- TASK REQUIREMENTS -
Task for the records below: count the lines that contain the word "OrderQuery" and give only that number.

- THE DATA -
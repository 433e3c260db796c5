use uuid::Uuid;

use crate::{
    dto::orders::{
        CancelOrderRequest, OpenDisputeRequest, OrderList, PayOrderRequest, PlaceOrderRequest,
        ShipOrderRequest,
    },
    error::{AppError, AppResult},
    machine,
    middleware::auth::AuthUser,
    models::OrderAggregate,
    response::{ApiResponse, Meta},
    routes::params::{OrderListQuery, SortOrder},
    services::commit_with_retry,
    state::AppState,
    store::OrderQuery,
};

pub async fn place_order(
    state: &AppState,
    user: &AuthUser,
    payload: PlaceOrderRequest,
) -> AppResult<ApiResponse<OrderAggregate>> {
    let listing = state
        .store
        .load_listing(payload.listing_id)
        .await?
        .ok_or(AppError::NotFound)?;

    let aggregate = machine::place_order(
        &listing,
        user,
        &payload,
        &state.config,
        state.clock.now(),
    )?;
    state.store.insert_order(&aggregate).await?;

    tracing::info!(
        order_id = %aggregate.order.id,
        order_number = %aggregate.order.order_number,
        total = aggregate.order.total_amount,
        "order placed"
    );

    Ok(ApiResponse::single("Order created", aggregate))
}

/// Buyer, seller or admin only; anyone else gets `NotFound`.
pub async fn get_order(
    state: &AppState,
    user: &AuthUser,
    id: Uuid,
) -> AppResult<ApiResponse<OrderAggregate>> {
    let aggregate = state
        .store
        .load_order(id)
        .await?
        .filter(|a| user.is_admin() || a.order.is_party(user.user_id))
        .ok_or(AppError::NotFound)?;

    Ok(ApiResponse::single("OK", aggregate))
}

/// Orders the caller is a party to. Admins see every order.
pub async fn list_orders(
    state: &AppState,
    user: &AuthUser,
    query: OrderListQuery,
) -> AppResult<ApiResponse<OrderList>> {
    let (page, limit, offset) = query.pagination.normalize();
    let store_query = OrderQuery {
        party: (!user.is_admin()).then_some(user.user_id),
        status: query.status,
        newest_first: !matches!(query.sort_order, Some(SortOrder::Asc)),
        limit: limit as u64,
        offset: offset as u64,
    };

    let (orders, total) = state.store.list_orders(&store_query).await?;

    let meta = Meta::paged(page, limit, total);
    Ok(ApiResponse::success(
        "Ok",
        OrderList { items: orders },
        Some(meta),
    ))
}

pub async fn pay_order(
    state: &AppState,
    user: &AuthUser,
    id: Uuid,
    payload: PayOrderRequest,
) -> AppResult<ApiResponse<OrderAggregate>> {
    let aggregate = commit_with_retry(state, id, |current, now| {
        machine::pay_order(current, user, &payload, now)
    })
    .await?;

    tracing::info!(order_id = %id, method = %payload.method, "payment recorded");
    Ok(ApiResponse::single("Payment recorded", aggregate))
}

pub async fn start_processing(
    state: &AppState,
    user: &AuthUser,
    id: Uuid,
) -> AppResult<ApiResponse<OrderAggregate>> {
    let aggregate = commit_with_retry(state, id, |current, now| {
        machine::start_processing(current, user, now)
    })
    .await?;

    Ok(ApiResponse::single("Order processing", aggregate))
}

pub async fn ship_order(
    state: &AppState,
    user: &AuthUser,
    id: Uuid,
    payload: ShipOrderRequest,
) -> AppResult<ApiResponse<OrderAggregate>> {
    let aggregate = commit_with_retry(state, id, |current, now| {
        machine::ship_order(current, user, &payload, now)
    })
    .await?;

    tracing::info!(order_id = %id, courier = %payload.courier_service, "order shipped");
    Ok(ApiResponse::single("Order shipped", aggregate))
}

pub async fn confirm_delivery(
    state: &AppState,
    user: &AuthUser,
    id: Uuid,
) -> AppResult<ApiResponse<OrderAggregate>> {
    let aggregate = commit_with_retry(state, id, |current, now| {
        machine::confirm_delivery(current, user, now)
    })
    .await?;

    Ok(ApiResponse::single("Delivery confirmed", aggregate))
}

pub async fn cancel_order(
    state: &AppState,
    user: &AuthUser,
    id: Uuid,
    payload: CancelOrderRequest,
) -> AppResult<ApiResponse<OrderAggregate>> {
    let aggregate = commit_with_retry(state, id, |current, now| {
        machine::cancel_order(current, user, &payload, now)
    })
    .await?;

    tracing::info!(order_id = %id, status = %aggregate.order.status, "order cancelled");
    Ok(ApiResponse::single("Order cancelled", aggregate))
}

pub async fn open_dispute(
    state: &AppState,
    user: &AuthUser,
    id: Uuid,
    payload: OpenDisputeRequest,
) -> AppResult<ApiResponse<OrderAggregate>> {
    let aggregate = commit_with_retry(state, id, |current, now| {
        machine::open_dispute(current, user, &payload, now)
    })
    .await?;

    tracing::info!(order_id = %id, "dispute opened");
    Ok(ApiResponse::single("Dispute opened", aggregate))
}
---
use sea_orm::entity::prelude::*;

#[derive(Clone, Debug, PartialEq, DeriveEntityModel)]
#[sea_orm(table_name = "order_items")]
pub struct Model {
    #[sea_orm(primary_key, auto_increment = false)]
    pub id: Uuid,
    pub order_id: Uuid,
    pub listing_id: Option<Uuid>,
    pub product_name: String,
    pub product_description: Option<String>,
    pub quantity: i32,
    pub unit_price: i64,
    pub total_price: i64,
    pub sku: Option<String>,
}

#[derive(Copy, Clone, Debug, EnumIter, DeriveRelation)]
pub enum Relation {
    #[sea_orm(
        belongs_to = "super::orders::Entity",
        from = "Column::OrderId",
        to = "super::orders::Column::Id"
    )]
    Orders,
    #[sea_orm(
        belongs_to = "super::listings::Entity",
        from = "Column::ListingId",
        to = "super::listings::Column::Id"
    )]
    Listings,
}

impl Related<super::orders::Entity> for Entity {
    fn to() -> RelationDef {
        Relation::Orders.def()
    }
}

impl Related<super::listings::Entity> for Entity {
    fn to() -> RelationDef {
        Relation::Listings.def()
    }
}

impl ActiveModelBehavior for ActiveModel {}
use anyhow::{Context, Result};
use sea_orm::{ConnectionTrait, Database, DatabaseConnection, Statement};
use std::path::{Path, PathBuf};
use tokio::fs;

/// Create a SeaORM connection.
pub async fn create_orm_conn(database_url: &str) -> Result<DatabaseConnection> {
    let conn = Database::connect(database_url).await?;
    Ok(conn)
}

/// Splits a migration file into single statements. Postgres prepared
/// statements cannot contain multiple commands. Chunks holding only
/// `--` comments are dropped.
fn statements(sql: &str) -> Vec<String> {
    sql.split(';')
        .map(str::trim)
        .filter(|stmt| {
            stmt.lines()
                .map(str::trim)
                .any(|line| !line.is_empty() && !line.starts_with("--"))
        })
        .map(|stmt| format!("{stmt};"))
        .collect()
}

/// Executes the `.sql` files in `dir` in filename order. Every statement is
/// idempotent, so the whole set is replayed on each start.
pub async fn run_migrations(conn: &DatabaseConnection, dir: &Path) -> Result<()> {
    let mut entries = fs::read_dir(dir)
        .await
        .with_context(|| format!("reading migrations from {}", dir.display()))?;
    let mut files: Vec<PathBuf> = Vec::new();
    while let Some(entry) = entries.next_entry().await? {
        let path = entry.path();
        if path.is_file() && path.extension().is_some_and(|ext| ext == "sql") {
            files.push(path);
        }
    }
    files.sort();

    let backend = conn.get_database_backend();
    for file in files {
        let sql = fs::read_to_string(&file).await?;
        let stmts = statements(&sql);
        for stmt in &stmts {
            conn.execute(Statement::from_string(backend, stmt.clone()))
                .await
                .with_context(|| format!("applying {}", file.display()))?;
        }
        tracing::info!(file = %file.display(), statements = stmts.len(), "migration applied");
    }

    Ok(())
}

- EXERCISE SOLUTION -
2